> [What the task requires] Where does the string "last" occur in the records below? Copy every line that holds it.

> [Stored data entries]
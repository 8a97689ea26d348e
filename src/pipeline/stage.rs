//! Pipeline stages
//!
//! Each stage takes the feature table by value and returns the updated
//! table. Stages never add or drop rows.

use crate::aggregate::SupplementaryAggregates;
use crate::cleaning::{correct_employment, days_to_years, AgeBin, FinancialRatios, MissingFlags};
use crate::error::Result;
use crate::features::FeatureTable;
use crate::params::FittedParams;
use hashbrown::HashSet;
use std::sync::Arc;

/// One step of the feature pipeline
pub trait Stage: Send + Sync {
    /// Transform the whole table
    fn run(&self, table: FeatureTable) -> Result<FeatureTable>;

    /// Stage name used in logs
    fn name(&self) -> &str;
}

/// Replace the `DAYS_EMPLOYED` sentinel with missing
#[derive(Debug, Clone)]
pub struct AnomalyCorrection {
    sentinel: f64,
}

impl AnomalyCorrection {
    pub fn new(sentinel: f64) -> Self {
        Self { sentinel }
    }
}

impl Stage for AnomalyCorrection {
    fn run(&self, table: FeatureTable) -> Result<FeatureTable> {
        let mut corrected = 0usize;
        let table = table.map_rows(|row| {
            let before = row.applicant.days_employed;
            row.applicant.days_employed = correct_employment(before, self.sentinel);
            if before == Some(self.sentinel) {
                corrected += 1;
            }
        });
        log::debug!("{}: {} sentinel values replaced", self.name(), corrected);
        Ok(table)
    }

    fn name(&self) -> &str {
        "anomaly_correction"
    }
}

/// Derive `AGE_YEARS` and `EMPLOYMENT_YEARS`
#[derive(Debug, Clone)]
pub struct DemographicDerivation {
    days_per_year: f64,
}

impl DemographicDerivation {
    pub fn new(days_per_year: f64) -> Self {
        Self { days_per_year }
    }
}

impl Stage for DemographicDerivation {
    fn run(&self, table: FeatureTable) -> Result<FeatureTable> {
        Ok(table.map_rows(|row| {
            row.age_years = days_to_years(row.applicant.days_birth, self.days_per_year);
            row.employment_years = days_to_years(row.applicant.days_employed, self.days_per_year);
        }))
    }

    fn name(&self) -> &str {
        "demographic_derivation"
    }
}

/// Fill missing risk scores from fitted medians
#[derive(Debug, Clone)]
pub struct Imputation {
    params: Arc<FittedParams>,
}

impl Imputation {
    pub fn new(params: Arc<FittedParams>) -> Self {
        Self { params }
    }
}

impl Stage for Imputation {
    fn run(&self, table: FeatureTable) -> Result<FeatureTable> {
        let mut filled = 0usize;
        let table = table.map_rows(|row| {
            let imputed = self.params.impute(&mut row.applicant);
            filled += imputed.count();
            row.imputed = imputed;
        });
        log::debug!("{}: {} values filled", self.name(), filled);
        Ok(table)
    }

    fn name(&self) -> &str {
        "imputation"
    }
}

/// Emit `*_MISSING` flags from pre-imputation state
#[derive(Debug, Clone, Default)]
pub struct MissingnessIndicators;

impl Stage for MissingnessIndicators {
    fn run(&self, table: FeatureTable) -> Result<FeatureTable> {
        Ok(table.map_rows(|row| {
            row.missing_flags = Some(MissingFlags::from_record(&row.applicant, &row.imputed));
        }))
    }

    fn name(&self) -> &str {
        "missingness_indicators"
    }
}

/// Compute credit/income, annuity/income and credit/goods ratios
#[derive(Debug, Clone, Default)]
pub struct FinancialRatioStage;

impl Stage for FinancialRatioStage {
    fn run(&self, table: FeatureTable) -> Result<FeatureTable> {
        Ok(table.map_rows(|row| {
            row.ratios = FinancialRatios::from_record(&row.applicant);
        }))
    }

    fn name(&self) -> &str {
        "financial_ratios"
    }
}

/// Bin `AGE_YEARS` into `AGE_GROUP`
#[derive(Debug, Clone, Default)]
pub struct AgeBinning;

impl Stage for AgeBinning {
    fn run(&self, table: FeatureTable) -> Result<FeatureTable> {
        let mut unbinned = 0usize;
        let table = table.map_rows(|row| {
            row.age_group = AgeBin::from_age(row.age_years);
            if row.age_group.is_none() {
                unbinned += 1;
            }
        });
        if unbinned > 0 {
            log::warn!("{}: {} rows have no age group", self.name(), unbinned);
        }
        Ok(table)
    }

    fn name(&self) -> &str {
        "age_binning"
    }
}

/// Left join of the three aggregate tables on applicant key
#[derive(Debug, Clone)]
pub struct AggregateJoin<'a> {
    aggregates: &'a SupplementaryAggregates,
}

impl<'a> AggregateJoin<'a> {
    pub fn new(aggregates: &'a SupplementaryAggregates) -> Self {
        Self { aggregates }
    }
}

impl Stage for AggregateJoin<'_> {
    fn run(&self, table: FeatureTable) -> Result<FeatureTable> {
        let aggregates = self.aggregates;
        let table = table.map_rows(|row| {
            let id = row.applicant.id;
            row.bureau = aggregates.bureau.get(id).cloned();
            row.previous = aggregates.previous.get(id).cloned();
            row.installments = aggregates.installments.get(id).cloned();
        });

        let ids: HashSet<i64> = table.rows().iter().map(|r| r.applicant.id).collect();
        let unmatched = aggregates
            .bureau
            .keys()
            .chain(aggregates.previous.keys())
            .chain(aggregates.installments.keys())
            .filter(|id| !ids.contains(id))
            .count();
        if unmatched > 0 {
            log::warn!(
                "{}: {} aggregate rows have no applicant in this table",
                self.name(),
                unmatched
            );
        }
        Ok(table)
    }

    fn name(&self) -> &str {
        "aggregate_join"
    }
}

* * *

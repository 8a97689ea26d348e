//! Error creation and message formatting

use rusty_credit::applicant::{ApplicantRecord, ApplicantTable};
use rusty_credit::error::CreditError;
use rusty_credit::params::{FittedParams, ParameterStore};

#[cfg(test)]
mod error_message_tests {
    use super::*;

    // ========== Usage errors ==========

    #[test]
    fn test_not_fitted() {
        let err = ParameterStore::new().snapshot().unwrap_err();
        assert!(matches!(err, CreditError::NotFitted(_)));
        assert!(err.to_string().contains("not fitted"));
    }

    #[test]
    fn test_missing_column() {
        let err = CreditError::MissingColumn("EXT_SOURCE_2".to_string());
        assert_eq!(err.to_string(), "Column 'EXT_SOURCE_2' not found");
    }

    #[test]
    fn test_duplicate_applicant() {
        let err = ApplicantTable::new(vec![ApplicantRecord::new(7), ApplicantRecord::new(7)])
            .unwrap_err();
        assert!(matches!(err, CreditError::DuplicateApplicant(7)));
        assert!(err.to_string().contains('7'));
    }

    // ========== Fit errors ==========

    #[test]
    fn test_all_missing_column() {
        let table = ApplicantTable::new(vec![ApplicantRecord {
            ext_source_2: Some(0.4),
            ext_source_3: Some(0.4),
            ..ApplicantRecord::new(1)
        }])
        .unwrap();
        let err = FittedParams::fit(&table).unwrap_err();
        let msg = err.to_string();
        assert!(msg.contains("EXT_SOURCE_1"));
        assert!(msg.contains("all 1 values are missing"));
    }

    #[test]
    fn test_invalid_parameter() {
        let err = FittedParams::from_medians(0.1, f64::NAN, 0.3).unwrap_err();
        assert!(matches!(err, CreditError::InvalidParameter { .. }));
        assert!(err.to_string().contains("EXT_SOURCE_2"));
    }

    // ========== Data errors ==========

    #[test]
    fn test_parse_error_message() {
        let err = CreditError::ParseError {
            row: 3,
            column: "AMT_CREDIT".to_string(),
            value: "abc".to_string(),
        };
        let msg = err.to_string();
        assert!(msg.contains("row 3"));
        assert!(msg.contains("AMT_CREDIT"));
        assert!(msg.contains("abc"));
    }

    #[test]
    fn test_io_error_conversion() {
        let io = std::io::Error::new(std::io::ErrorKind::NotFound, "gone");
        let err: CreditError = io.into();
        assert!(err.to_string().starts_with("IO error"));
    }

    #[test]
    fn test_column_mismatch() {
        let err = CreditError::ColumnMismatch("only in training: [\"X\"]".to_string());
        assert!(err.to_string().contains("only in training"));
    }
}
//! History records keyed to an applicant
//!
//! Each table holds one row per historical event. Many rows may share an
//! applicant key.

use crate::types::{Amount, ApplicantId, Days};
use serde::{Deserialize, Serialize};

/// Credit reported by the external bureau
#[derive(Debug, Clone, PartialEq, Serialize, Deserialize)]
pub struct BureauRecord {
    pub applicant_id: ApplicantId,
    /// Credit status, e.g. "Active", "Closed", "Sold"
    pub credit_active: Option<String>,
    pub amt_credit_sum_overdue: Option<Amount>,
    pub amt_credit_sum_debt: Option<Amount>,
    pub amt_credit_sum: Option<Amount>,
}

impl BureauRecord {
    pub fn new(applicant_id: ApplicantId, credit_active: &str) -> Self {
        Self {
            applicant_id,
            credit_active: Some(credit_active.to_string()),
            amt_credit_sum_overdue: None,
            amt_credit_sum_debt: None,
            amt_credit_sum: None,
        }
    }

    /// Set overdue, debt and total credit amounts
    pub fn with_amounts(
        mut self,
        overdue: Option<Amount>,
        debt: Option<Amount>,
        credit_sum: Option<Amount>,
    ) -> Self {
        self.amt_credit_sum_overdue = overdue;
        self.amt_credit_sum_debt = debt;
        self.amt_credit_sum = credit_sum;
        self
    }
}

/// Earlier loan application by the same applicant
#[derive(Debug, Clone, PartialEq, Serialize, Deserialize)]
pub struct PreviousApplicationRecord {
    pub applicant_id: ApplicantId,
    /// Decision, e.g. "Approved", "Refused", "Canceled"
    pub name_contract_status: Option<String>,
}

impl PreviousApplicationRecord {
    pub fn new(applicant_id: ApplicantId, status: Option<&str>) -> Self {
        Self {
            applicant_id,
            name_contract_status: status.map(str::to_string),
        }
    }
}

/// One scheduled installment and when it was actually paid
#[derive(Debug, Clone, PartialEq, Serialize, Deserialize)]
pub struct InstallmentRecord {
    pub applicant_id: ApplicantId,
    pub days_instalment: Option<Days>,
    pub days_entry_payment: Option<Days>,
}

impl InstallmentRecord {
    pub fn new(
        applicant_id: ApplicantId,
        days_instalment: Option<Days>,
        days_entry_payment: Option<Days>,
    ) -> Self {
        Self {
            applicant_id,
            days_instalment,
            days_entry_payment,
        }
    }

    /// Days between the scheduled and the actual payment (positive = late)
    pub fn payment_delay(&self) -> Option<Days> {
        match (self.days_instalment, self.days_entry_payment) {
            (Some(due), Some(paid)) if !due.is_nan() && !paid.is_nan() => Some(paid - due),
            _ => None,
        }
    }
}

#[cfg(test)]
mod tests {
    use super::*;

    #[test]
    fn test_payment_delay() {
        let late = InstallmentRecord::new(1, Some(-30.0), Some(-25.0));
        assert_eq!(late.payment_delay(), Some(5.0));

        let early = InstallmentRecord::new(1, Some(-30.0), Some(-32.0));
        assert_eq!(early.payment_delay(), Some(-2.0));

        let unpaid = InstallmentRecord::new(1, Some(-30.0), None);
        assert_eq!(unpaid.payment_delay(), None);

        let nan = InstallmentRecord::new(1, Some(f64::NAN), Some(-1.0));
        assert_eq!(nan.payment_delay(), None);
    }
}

* * *

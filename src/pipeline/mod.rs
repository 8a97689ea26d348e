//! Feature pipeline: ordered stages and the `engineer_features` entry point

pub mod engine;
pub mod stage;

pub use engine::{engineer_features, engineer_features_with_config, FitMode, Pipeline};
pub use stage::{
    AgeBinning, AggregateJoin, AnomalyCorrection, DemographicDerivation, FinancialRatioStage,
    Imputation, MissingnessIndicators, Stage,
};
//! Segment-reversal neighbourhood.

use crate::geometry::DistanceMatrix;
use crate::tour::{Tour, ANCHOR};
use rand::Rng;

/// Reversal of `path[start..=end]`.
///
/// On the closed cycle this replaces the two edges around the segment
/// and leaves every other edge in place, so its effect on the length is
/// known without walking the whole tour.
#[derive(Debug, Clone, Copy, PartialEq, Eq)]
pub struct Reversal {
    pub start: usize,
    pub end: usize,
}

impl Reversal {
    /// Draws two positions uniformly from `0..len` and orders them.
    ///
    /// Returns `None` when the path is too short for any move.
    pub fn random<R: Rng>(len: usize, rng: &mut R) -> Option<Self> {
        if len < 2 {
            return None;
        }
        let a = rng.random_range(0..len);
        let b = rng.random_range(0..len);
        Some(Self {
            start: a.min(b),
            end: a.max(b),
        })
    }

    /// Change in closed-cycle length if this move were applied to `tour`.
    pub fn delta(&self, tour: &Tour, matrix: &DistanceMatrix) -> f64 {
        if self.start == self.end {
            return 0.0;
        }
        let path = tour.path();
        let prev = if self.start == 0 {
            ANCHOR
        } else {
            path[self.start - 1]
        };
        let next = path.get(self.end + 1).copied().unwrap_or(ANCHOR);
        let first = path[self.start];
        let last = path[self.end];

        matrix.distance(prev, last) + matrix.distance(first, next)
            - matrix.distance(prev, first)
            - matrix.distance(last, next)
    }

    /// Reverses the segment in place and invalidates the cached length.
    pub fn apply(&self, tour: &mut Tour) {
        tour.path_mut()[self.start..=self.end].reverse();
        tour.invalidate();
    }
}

> [Exercise result]
        let last = path[self.end];
        matrix.distance(prev, last) + matrix.distance(first, next)
            - matrix.distance(last, next)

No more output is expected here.